**Your goal:** Nothing in the records may be left out or reworded; return them exactly.

BEGIN Information given

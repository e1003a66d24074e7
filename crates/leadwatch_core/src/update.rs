use std::time::Duration;

use crate::{detect, AppState, Effect, Msg, Notification, SessionKind};

/// Pure update function: applies a message to state and returns any effects.
pub fn update(mut state: AppState, msg: Msg) -> (AppState, Vec<Effect>) {
    let effects = match msg {
        Msg::EnrichRequested(lead_id) => {
            if !state.begin_enrichment(&lead_id) {
                return (state, Vec::new());
            }
            let visible = state.arm_session(SessionKind::Visible);
            let silent = state.arm_session(SessionKind::Silent);
            vec![
                Effect::Notify(Notification::info("Fetching managers…")),
                Effect::StartPolling {
                    session: SessionKind::Visible,
                    run: visible,
                },
                Effect::StartPolling {
                    session: SessionKind::Silent,
                    run: silent,
                },
                Effect::StartEnrichment { lead_id },
            ]
        }
        Msg::EnrichmentFinished { lead_id, result } => {
            if !state.finish_enrichment(&lead_id) {
                return (state, Vec::new());
            }
            let mut effects = Vec::new();
            match result {
                Ok(managers) => {
                    let count = managers.len();
                    state.lead_entry(&lead_id).managers = managers;
                    effects.push(Effect::Notify(Notification::success(format!(
                        "Found {count} manager{} for lead {lead_id}",
                        if count == 1 { "" } else { "s" }
                    ))));
                    state.begin_refresh(&lead_id);
                    effects.push(Effect::RefreshLead { lead_id });
                }
                Err(detail) => {
                    effects.push(Effect::Notify(Notification::error(format!("Error: {detail}"))));
                }
            }
            let linger = state.lingers().enrichment;
            effects.extend(release_sessions(&state, linger));
            effects
        }
        Msg::LeadRefreshed { lead_id, result } => {
            state.finish_refresh(&lead_id);
            // A failed refresh keeps whatever the enrichment already reported.
            if let Ok(summary) = result {
                *state.lead_entry(&lead_id) = summary;
            }
            Vec::new()
        }
        Msg::AgentRunRequested(query) => {
            if state.agent_running() {
                return (
                    state,
                    vec![Effect::Notify(Notification::info("Agent is already running"))],
                );
            }
            state.set_agent_running(true);
            let run = state.arm_session(SessionKind::Visible);
            vec![
                Effect::Notify(Notification::info(
                    "Agent is running… This may take a few minutes.",
                )),
                Effect::StartPolling {
                    session: SessionKind::Visible,
                    run,
                },
                Effect::StartAgentRun(query),
            ]
        }
        Msg::AgentRunFinished { result } => {
            if !state.agent_running() {
                return (state, Vec::new());
            }
            state.set_agent_running(false);
            let mut effects = vec![match result {
                Ok(message) => Effect::Notify(Notification::success(message)),
                Err(detail) => {
                    Effect::Notify(Notification::error(format!("Agent failed to start: {detail}")))
                }
            }];
            let linger = state.lingers().agent;
            effects.extend(release_sessions(&state, linger));
            effects
        }
        Msg::ConsoleRequested => {
            let run = state.arm_session(SessionKind::Visible);
            vec![Effect::StartPolling {
                session: SessionKind::Visible,
                run,
            }]
        }
        Msg::LogsPolled {
            session,
            run,
            cycle,
            snapshot,
        } => {
            if !state.is_current_run(session, run) {
                return (state, Vec::new());
            }
            state.record_cycle(session, cycle);
            let Some(snapshot) = snapshot else {
                return (state, Vec::new());
            };
            if session == SessionKind::Visible && !snapshot.is_empty() {
                state.replace_console_lines(&snapshot.lines);
            }
            if state.interrupt_mut().begin(detect(&snapshot)) {
                state.mark_dirty();
                vec![
                    Effect::Notify(Notification::info(
                        "Verification code required to continue",
                    )),
                    Effect::PromptForCode,
                ]
            } else {
                Vec::new()
            }
        }
        Msg::PollingStopped { session, run, .. } => {
            if state.is_current_run(session, run) {
                state.disarm_session(session);
            }
            Vec::new()
        }
        Msg::CodeEntered(input) => {
            let was_prompting = state.interrupt().is_outstanding();
            let code = state.interrupt_mut().supply(input);
            if was_prompting {
                state.mark_dirty();
            }
            match code {
                Some(code) => vec![Effect::SubmitCode { code }],
                None => Vec::new(),
            }
        }
        Msg::CodeSubmitted { result } => {
            if !state.interrupt_mut().resolve() {
                return (state, Vec::new());
            }
            state.mark_dirty();
            vec![match result {
                Ok(()) => Effect::Notify(Notification::success(
                    "Verification code submitted. Resuming…",
                )),
                Err(detail) => {
                    Effect::Notify(Notification::error(format!("Verification failed: {detail}")))
                }
            }]
        }
    };

    (state, effects)
}

/// Stops the sessions no remaining job needs, after `linger`.
fn release_sessions(state: &AppState, linger: Duration) -> Vec<Effect> {
    let mut effects = Vec::new();
    let enriching = state.has_enrichments();
    if !enriching && state.is_armed(SessionKind::Silent) {
        effects.push(Effect::StopPolling {
            session: SessionKind::Silent,
            linger,
        });
    }
    if !enriching && !state.agent_running() && state.is_armed(SessionKind::Visible) {
        effects.push(Effect::StopPolling {
            session: SessionKind::Visible,
            linger,
        });
    }
    effects
}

END Information given

**Answer to the problem:**
repository e1003a66d24074e7
filename crates/leadwatch_core/src/update.rs
use std::time::Duration;

use crate::{detect, AppState, Effect, Msg, Notification, SessionKind};

/// Pure update function: applies a message to state and returns any effects.
pub fn update(mut state: AppState, msg: Msg) -> (AppState, Vec<Effect>) {
    let effects = match msg {
        Msg::EnrichRequested(lead_id) => {
            if !state.begin_enrichment(&lead_id) {
                return (state, Vec::new());
            }
            let visible = state.arm_session(SessionKind::Visible);
            let silent = state.arm_session(SessionKind::Silent);
            vec![
                Effect::Notify(Notification::info("Fetching managers…")),
                Effect::StartPolling {
                    session: SessionKind::Visible,
                    run: visible,
                },
                Effect::StartPolling {
                    session: SessionKind::Silent,
                    run: silent,
                },
                Effect::StartEnrichment { lead_id },
            ]
        }
        Msg::EnrichmentFinished { lead_id, result } => {
            if !state.finish_enrichment(&lead_id) {
                return (state, Vec::new());
            }
            let mut effects = Vec::new();
            match result {
                Ok(managers) => {
                    let count = managers.len();
                    state.lead_entry(&lead_id).managers = managers;
                    effects.push(Effect::Notify(Notification::success(format!(
                        "Found {count} manager{} for lead {lead_id}",
                        if count == 1 { "" } else { "s" }
                    ))));
                    state.begin_refresh(&lead_id);
                    effects.push(Effect::RefreshLead { lead_id });
                }
                Err(detail) => {
                    effects.push(Effect::Notify(Notification::error(format!("Error: {detail}"))));
                }
            }
            let linger = state.lingers().enrichment;
            effects.extend(release_sessions(&state, linger));
            effects
        }
        Msg::LeadRefreshed { lead_id, result } => {
            state.finish_refresh(&lead_id);
            // A failed refresh keeps whatever the enrichment already reported.
            if let Ok(summary) = result {
                *state.lead_entry(&lead_id) = summary;
            }
            Vec::new()
        }
        Msg::AgentRunRequested(query) => {
            if state.agent_running() {
                return (
                    state,
                    vec![Effect::Notify(Notification::info("Agent is already running"))],
                );
            }
            state.set_agent_running(true);
            let run = state.arm_session(SessionKind::Visible);
            vec![
                Effect::Notify(Notification::info(
                    "Agent is running… This may take a few minutes.",
                )),
                Effect::StartPolling {
                    session: SessionKind::Visible,
                    run,
                },
                Effect::StartAgentRun(query),
            ]
        }
        Msg::AgentRunFinished { result } => {
            if !state.agent_running() {
                return (state, Vec::new());
            }
            state.set_agent_running(false);
            let mut effects = vec![match result {
                Ok(message) => Effect::Notify(Notification::success(message)),
                Err(detail) => {
                    Effect::Notify(Notification::error(format!("Agent failed to start: {detail}")))
                }
            }];
            let linger = state.lingers().agent;
            effects.extend(release_sessions(&state, linger));
            effects
        }
        Msg::ConsoleRequested => {
            let run = state.arm_session(SessionKind::Visible);
            vec![Effect::StartPolling {
                session: SessionKind::Visible,
                run,
            }]
        }
        Msg::LogsPolled {
            session,
            run,
            cycle,
            snapshot,
        } => {
            if !state.is_current_run(session, run) {
                return (state, Vec::new());
            }
            state.record_cycle(session, cycle);
            let Some(snapshot) = snapshot else {
                return (state, Vec::new());
            };
            if session == SessionKind::Visible && !snapshot.is_empty() {
                state.replace_console_lines(&snapshot.lines);
            }
            if state.interrupt_mut().begin(detect(&snapshot)) {
                state.mark_dirty();
                vec![
                    Effect::Notify(Notification::info(
                        "Verification code required to continue",
                    )),
                    Effect::PromptForCode,
                ]
            } else {
                Vec::new()
            }
        }
        Msg::PollingStopped { session, run, .. } => {
            if state.is_current_run(session, run) {
                state.disarm_session(session);
            }
            Vec::new()
        }
        Msg::CodeEntered(input) => {
            let was_prompting = state.interrupt().is_outstanding();
            let code = state.interrupt_mut().supply(input);
            if was_prompting {
                state.mark_dirty();
            }
            match code {
                Some(code) => vec![Effect::SubmitCode { code }],
                None => Vec::new(),
            }
        }
        Msg::CodeSubmitted { result } => {
            if !state.interrupt_mut().resolve() {
                return (state, Vec::new());
            }
            state.mark_dirty();
            vec![match result {
                Ok(()) => Effect::Notify(Notification::success(
                    "Verification code submitted. Resuming…",
                )),
                Err(detail) => {
                    Effect::Notify(Notification::error(format!("Verification failed: {detail}")))
                }
            }]
        }
    };

    (state, effects)
}

/// Stops the sessions no remaining job needs, after `linger`.
fn release_sessions(state: &AppState, linger: Duration) -> Vec<Effect> {
    let mut effects = Vec::new();
    let enriching = state.has_enrichments();
    if !enriching && state.is_armed(SessionKind::Silent) {
        effects.push(Effect::StopPolling {
            session: SessionKind::Silent,
            linger,
        });
    }
    if !enriching && !state.agent_running() && state.is_armed(SessionKind::Visible) {
        effects.push(Effect::StopPolling {
            session: SessionKind::Visible,
            linger,
        });
    }
    effects
}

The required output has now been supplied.